§ TASK STATEMENT:
Below are the records; copy each line in them that holds the word "crate".

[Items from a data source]
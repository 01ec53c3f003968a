//! Replication conversations between the authority and its replicas.
//!
//! | Kind             | Replica → authority (phase 1) | Authority → replica            |
//! |------------------|-------------------------------|--------------------------------|
//! | `SyncConstructs` | empty request                 | `FullSync` reply or push       |
//! | `SyncConstruct`  | `ConstructRef`                | `ConstructSync`                |
//! | `CommLinked`     | `ConstructRef`                | `LinkResponse`                 |
//! | `BeaconLinked`   | `ConstructRef`                | `LinkResponse`                 |
//! | `FetchConfig`    | empty request                 | `Configuration`                |
//! | `UpdateConfig`   |                               | `Configuration` broadcast      |
//! | `CloseConstruct` |                               | `ConstructRef` broadcast       |
//!
//! Handlers hold a `Weak` reference to the session, so a dropped session
//! turns them into `HandlerError::SessionGone` instead of keeping it alive.
//! Registry removals requested by the protocol go through the deferred
//! close queue and are applied on the tick thread.

use gatehost_env::{HostContext, NetworkTransport};
use serde::{Deserialize, Serialize};
use std::collections::HashSet;
use std::sync::{Arc, PoisonError, Weak};
use tracing::{debug, error, info, warn};

use crate::callbacks::{handler, PacketHandler};
use crate::config::Configuration;
use crate::construct::{Construct, ConstructId, ConstructSnapshot, LinkKind};
use crate::error::{HandlerError, LifecycleError};
use crate::packet::{Packet, PacketKind};
use crate::queues::{CloseRequest, DeferredQueues};
use crate::registry::{Registry, UpsertOutcome};
use crate::session::Shared;

/// Snapshot set for a full sync.
#[derive(Debug, Clone, Serialize, Deserialize)]
pub struct FullSync<S> {
    pub snapshots: Vec<S>,
}

/// A construct id on its own.
#[derive(Debug, Clone, Copy, PartialEq, Eq, Serialize, Deserialize)]
pub struct ConstructRef {
    pub id: ConstructId,
}

/// Partial sync answer. `None` means the authority no longer has `id`.
#[derive(Debug, Clone, Serialize, Deserialize)]
pub struct ConstructSync<S> {
    pub id: ConstructId,
    pub snapshot: Option<S>,
}

#[derive(Debug, Clone, PartialEq, Eq, Serialize, Deserialize)]
pub struct LinkResponse {
    pub id: ConstructId,
    pub linked: Vec<ConstructId>,
}

/// What a replica did with a full snapshot set.
#[derive(Debug, Clone, Copy, Default, PartialEq, Eq)]
pub struct ReconcileReport {
    pub inserted: usize,
    pub persisted: usize,
    pub refreshed: usize,
    pub replaced: usize,
    pub rejected: usize,
    /// Local ids missing from the set, queued for close
    pub orphaned: usize,
}

/// Applies a full snapshot set to a replica registry.
///
/// Every snapshot is upserted. Local ids absent from the set are queued for
/// an overriding, non-propagated close that a later snapshot of the same id
/// cancels.
pub fn reconcile<C: Construct>(
    registry: &Registry<C>,
    queues: &DeferredQueues,
    snapshots: &[C::Snapshot],
) -> ReconcileReport {
    let mut report = ReconcileReport::default();
    let mut seen = HashSet::with_capacity(snapshots.len());

    for snapshot in snapshots {
        seen.insert(snapshot.construct_id());
        match registry.upsert(snapshot) {
            UpsertOutcome::Inserted => report.inserted += 1,
            UpsertOutcome::Persisted => report.persisted += 1,
            UpsertOutcome::Refreshed => report.refreshed += 1,
            UpsertOutcome::Replaced => report.replaced += 1,
            UpsertOutcome::Rejected => {
                warn!(construct = snapshot.construct_id(), "snapshot rejected");
                report.rejected += 1;
            }
        }
    }

    for entry in registry.entries() {
        if !seen.contains(&entry.id()) {
            queues.close_construct(
                CloseRequest::from_authority(entry.id()).unless_synced_since(entry.sync_stamp()),
            );
            report.orphaned += 1;
        }
    }
    report
}

/// Registers the handlers for the session's role.
pub(crate) fn install<C, Ctx, Net>(shared: &Arc<Shared<C, Ctx, Net>>)
where
    C: Construct,
    Ctx: HostContext,
    Net: NetworkTransport,
{
    let weak = Arc::downgrade(shared);
    let transport = &shared.transport;

    if shared.role.is_server() {
        transport.on(PacketKind::SyncConstructs, bind(&weak, serve_full_sync));
        transport.on(PacketKind::SyncConstruct, bind(&weak, serve_construct));
        transport.on(
            PacketKind::CommLinked,
            bind(&weak, |s, p| serve_links(s, p, LinkKind::Comm)),
        );
        transport.on(
            PacketKind::BeaconLinked,
            bind(&weak, |s, p| serve_links(s, p, LinkKind::Beacon)),
        );
        transport.on(PacketKind::FetchConfig, bind(&weak, serve_config));
    } else {
        transport.on(PacketKind::SyncConstructs, bind(&weak, apply_full_sync));
        transport.on(PacketKind::SyncConstruct, bind(&weak, apply_construct));
        transport.on(PacketKind::CloseConstruct, bind(&weak, apply_close));
        transport.on(
            PacketKind::CommLinked,
            bind(&weak, |s, p| apply_links(s, p, LinkKind::Comm)),
        );
        transport.on(
            PacketKind::BeaconLinked,
            bind(&weak, |s, p| apply_links(s, p, LinkKind::Beacon)),
        );
        transport.on(PacketKind::FetchConfig, bind(&weak, apply_config));
        transport.on(PacketKind::UpdateConfig, bind(&weak, apply_config));
    }
}

fn bind<C, Ctx, Net, F>(weak: &Weak<Shared<C, Ctx, Net>>, f: F) -> PacketHandler
where
    C: Construct,
    Ctx: HostContext,
    Net: NetworkTransport,
    F: Fn(&Shared<C, Ctx, Net>, &Packet) -> Result<(), HandlerError> + Send + Sync + 'static,
{
    let weak = weak.clone();
    handler(move |packet| {
        let shared = weak.upgrade().ok_or(HandlerError::SessionGone)?;
        f(&shared, packet)
    })
}

fn serve_full_sync<C, Ctx, Net>(
    shared: &Shared<C, Ctx, Net>,
    packet: &Packet,
) -> Result<(), HandlerError>
where
    C: Construct,
    Ctx: HostContext,
    Net: NetworkTransport,
{
    if !packet.is_request() || packet.has_payload() {
        return Ok(());
    }
    let snapshots = shared.registry.replicable_snapshots(true);
    let count = snapshots.len();
    let mut reply = packet.reply(Some(&FullSync { snapshots }))?;
    shared.transport.send(&mut reply)?;
    debug!(to = %packet.sender(), constructs = count, "served full sync");
    Ok(())
}

fn apply_full_sync<C, Ctx, Net>(
    shared: &Shared<C, Ctx, Net>,
    packet: &Packet,
) -> Result<(), HandlerError>
where
    C: Construct,
    Ctx: HostContext,
    Net: NetworkTransport,
{
    let Some(sync) = packet.payload::<FullSync<C::Snapshot>>()? else {
        return Ok(());
    };
    let report = reconcile(&shared.registry, &shared.queues, &sync.snapshots);
    debug!(
        inserted = report.inserted,
        persisted = report.persisted,
        refreshed = report.refreshed,
        replaced = report.replaced,
        rejected = report.rejected,
        orphaned = report.orphaned,
        "full sync applied"
    );
    Ok(())
}

fn serve_construct<C, Ctx, Net>(
    shared: &Shared<C, Ctx, Net>,
    packet: &Packet,
) -> Result<(), HandlerError>
where
    C: Construct,
    Ctx: HostContext,
    Net: NetworkTransport,
{
    if !packet.is_request() {
        return Ok(());
    }
    let ConstructRef { id } = packet
        .payload::<ConstructRef>()?
        .ok_or(HandlerError::MissingPayload("SyncConstruct"))?;
    let snapshot = shared.registry.get(id).and_then(|entry| {
        let construct = entry.lock();
        (!construct.closed()).then(|| construct.to_snapshot(true))
    });
    let mut reply = packet.reply(Some(&ConstructSync { id, snapshot }))?;
    shared.transport.send(&mut reply)?;
    Ok(())
}

fn apply_construct<C, Ctx, Net>(
    shared: &Shared<C, Ctx, Net>,
    packet: &Packet,
) -> Result<(), HandlerError>
where
    C: Construct,
    Ctx: HostContext,
    Net: NetworkTransport,
{
    let sync = packet
        .payload::<ConstructSync<C::Snapshot>>()?
        .ok_or(HandlerError::MissingPayload("SyncConstruct"))?;

    match sync.snapshot {
        Some(snapshot) if snapshot.construct_id() != sync.id => Err(HandlerError::Other(format!(
            "snapshot for {} answered request for {}",
            snapshot.construct_id(),
            sync.id
        ))),
        Some(snapshot) => {
            let outcome = shared.registry.upsert(&snapshot);
            debug!(construct = sync.id, ?outcome, "partial sync applied");
            Ok(())
        }
        None => {
            if let Some(entry) = shared.registry.get(sync.id) {
                shared.queues.close_construct(
                    CloseRequest::from_authority(sync.id).unless_synced_since(entry.sync_stamp()),
                );
            }
            Ok(())
        }
    }
}

fn apply_close<C, Ctx, Net>(
    shared: &Shared<C, Ctx, Net>,
    packet: &Packet,
) -> Result<(), HandlerError>
where
    C: Construct,
    Ctx: HostContext,
    Net: NetworkTransport,
{
    let ConstructRef { id } = packet
        .payload::<ConstructRef>()?
        .ok_or(HandlerError::MissingPayload("CloseConstruct"))?;
    shared.queues.close_construct(CloseRequest::from_authority(id));
    Ok(())
}

fn serve_links<C, Ctx, Net>(
    shared: &Shared<C, Ctx, Net>,
    packet: &Packet,
    kind: LinkKind,
) -> Result<(), HandlerError>
where
    C: Construct,
    Ctx: HostContext,
    Net: NetworkTransport,
{
    if !packet.is_request() {
        return Ok(());
    }
    let ConstructRef { id } = packet
        .payload::<ConstructRef>()?
        .ok_or(HandlerError::MissingPayload("link query"))?;
    let mut linked = shared
        .registry
        .get(id)
        .map(|entry| entry.lock().linked(kind))
        .unwrap_or_default();
    linked.truncate(shared.config().max_link_depth);

    let mut reply = packet.reply(Some(&LinkResponse { id, linked }))?;
    shared.transport.send(&mut reply)?;
    Ok(())
}

fn apply_links<C, Ctx, Net>(
    shared: &Shared<C, Ctx, Net>,
    packet: &Packet,
    kind: LinkKind,
) -> Result<(), HandlerError>
where
    C: Construct,
    Ctx: HostContext,
    Net: NetworkTransport,
{
    let response = packet
        .payload::<LinkResponse>()?
        .ok_or(HandlerError::MissingPayload("link response"))?;
    shared
        .links
        .lock()
        .unwrap_or_else(PoisonError::into_inner)
        .insert((kind, response.id), response.linked);
    Ok(())
}

fn serve_config<C, Ctx, Net>(
    shared: &Shared<C, Ctx, Net>,
    packet: &Packet,
) -> Result<(), HandlerError>
where
    C: Construct,
    Ctx: HostContext,
    Net: NetworkTransport,
{
    if !packet.is_request() || packet.has_payload() {
        return Ok(());
    }
    let config = shared.config();
    let mut reply = packet.reply(Some(config.as_ref()))?;
    shared.transport.send(&mut reply)?;
    Ok(())
}

fn apply_config<C, Ctx, Net>(
    shared: &Shared<C, Ctx, Net>,
    packet: &Packet,
) -> Result<(), HandlerError>
where
    C: Construct,
    Ctx: HostContext,
    Net: NetworkTransport,
{
    let Some(config) = packet.payload::<Configuration>()? else {
        return Ok(());
    };
    config.validate()?;
    info!(from = %packet.sender(), "configuration received");
    shared.apply_config(config);
    Ok(())
}

/// Sends a phase-1 request to the authority.
pub(crate) fn request<C, Ctx, Net>(
    shared: &Shared<C, Ctx, Net>,
    kind: PacketKind,
    subject: Option<ConstructId>,
) -> Result<usize, LifecycleError>
where
    C: Construct,
    Ctx: HostContext,
    Net: NetworkTransport,
{
    let mut packet = Packet::new(kind);
    if let Some(id) = subject {
        if let Err(e) = packet.set_payload(Some(&ConstructRef { id })) {
            error!(kind = ?kind, construct = id, error = %e, "failed to encode request");
            return Ok(0);
        }
    }
    shared.transport.send(&mut packet)
}

/// Broadcasts `payload` to every replica.
pub(crate) fn broadcast<C, Ctx, Net, T>(
    shared: &Shared<C, Ctx, Net>,
    kind: PacketKind,
    payload: &T,
) -> Result<usize, LifecycleError>
where
    C: Construct,
    Ctx: HostContext,
    Net: NetworkTransport,
    T: Serialize,
{
    let mut packet = match Packet::new(kind).broadcast().with_payload(payload) {
        Ok(packet) => packet,
        Err(e) => {
            error!(kind = ?kind, error = %e, "failed to encode broadcast");
            return Ok(0);
        }
    };
    shared.transport.send(&mut packet)
}

/// Pushes the full replicable snapshot set to every replica.
pub(crate) fn push_full_sync<C, Ctx, Net>(
    shared: &Shared<C, Ctx, Net>,
) -> Result<usize, LifecycleError>
where
    C: Construct,
    Ctx: HostContext,
    Net: NetworkTransport,
{
    let snapshots = shared.registry.replicable_snapshots(true);
    let count = snapshots.len();
    let queued = broadcast(shared, PacketKind::SyncConstructs, &FullSync { snapshots })?;
    debug!(constructs = count, replicas = queued, "pushed full sync");
    Ok(queued)
}
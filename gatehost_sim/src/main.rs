//! Gatehost simulation CLI
//!
//! Runs the fault-injection scenarios against simulated sessions.

use clap::Parser;
use gatehost_sim::scenarios::ScenarioId;
use gatehost_sim::{ScenarioResult, ScenarioRunner};
use tracing::{error, info};
use tracing_subscriber::{EnvFilter, FmtSubscriber};

/// Gatehost Deterministic Simulation CLI
#[derive(Parser, Debug)]
#[command(name = "gatehost-sim")]
#[command(about = "Run deterministic replication scenarios for Gatehost", long_about = None)]
struct Args {
    /// Master seed for determinism (0 = random from time)
    #[arg(short, long, default_value = "42")]
    seed: u64,

    /// Number of client replicas
    #[arg(short, long, default_value = "3")]
    replicas: usize,

    /// Scenario to run (steady_state, lossy_link, split_brain, late_join, close_storm, gate_jump, all)
    #[arg(short = 'S', long, default_value = "all")]
    scenario: String,

    /// Number of consecutive seeds to test (for CI mode)
    #[arg(long, default_value = "1")]
    seeds: usize,

    /// Ticks in the main phase of each scenario
    #[arg(short, long, default_value = "600")]
    ticks: u64,

    /// Verbose output
    #[arg(short, long)]
    verbose: bool,

    /// JSON output for CI parsing
    #[arg(long)]
    json: bool,
}

fn main() {
    let args = Args::parse();

    // Initialize logging; RUST_LOG wins over --verbose
    let level = if args.verbose { "debug" } else { "info" };
    let filter = EnvFilter::try_from_default_env().unwrap_or_else(|_| EnvFilter::new(level));
    let subscriber = FmtSubscriber::builder()
        .with_env_filter(filter)
        .with_writer(std::io::stderr)
        .finish();
    tracing::subscriber::set_global_default(subscriber)
        .expect("Failed to set tracing subscriber");

    if !args.json {
        info!("Gatehost Simulator v{}", env!("CARGO_PKG_VERSION"));
    }

    // Parse scenarios
    let scenarios: Vec<ScenarioId> = if args.scenario == "all" {
        ScenarioId::all()
    } else {
        vec![args.scenario.parse().unwrap_or_else(|e| {
            eprintln!("Error: {}", e);
            let names: Vec<_> = ScenarioId::all().iter().map(|s| s.name()).collect();
            eprintln!("Available scenarios: {}, all", names.join(", "));
            std::process::exit(1);
        })]
    };

    // Determine base seed
    let base_seed = if args.seed == 0 {
        std::time::SystemTime::now()
            .duration_since(std::time::UNIX_EPOCH)
            .map(|d| d.as_nanos() as u64)
            .unwrap_or(42)
    } else {
        args.seed
    };

    let mut all_results: Vec<ScenarioResult> = Vec::new();

    for seed_offset in 0..args.seeds {
        let seed = base_seed.wrapping_add(seed_offset as u64);
        let runner = ScenarioRunner::new(seed, args.replicas).with_ticks(args.ticks);

        for scenario in &scenarios {
            let result = runner.run(*scenario);

            if !args.json {
                if result.passed {
                    info!(
                        "✓ {} (seed={}) PASSED in {} ticks",
                        scenario.name(),
                        seed,
                        result.total_ticks
                    );
                } else {
                    error!(
                        "✗ {} (seed={}) FAILED: {}",
                        scenario.name(),
                        seed,
                        result.failure_reason.as_deref().unwrap_or("unknown")
                    );
                }
            }
            all_results.push(result);
        }
    }

    let total = all_results.len();
    let failed_count = all_results.iter().filter(|r| !r.passed).count();

    if args.json {
        // JSON output for CI parsing
        let summary = serde_json::json!({
            "total": total,
            "passed": total - failed_count,
            "failed": failed_count,
            "results": all_results,
        });
        match serde_json::to_string_pretty(&summary) {
            Ok(text) => println!("{}", text),
            Err(e) => eprintln!("Error: could not encode summary: {}", e),
        }
    } else if failed_count == 0 {
        info!("All {} scenario runs passed", total);
    } else {
        error!("{}/{} scenario runs failed", failed_count, total);
        for result in all_results.iter().filter(|r| !r.passed) {
            error!(
                "  - {} seed={}: {}",
                result.scenario.name(),
                result.seed,
                result.failure_reason.as_deref().unwrap_or("unknown")
            );
        }
    }

    // Exit with proper code for CI
    if failed_count > 0 {
        std::process::exit(1);
    }
}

§ TASK ANSWER:
use crate::callbacks::{handler, PacketHandler};
use crate::config::Configuration;
use crate::construct::{Construct, ConstructId, ConstructSnapshot, LinkKind};
use crate::error::{HandlerError, LifecycleError};
use crate::packet::{Packet, PacketKind};
use crate::queues::{CloseRequest, DeferredQueues};
use crate::registry::{Registry, UpsertOutcome};
use crate::session::Shared;
pub(crate) fn install<C, Ctx, Net>(shared: &Arc<Shared<C, Ctx, Net>>)
pub(crate) fn request<C, Ctx, Net>(
pub(crate) fn broadcast<C, Ctx, Net, T>(
pub(crate) fn push_full_sync<C, Ctx, Net>(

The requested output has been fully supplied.